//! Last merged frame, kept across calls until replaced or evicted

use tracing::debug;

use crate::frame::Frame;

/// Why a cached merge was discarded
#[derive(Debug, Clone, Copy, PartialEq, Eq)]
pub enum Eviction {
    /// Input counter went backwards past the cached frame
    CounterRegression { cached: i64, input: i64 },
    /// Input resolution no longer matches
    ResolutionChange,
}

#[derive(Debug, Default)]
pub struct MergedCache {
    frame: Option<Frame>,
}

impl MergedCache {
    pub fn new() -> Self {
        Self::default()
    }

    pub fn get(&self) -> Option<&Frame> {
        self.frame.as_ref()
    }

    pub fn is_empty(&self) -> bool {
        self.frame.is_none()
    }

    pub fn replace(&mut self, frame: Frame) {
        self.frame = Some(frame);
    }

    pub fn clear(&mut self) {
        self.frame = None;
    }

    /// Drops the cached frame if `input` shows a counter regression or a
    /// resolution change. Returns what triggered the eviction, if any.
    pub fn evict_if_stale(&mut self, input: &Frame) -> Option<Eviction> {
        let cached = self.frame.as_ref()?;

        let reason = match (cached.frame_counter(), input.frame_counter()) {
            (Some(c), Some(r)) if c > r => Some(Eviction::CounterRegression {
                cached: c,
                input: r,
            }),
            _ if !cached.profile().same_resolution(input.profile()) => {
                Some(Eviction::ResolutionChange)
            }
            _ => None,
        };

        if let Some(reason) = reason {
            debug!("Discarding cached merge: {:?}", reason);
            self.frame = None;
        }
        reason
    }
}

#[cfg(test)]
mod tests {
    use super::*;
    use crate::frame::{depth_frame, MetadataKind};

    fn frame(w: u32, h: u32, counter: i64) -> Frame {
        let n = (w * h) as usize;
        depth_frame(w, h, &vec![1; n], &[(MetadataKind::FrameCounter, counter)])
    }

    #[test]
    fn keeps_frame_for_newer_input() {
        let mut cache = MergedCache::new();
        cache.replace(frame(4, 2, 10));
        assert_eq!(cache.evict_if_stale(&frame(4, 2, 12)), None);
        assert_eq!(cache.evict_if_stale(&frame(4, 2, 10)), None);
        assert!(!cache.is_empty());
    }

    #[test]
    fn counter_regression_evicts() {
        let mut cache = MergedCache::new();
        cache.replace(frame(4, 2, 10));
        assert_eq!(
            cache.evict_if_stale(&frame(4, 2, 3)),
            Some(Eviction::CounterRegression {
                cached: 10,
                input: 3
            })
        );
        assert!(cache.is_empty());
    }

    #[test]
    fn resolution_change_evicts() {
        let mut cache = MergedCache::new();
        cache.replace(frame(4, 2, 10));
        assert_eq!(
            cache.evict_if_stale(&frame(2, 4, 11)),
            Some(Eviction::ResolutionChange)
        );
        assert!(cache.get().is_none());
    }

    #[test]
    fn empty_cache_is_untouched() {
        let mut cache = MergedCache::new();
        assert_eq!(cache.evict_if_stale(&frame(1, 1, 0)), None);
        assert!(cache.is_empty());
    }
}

☆ ☆ ☆ ☆

#### [Work required]
Among the lines of the data above, find those with the word "ResolutionChange" and show them.

#### [Written reply]
    ResolutionChange,
                Some(Eviction::ResolutionChange)
            Some(Eviction::ResolutionChange)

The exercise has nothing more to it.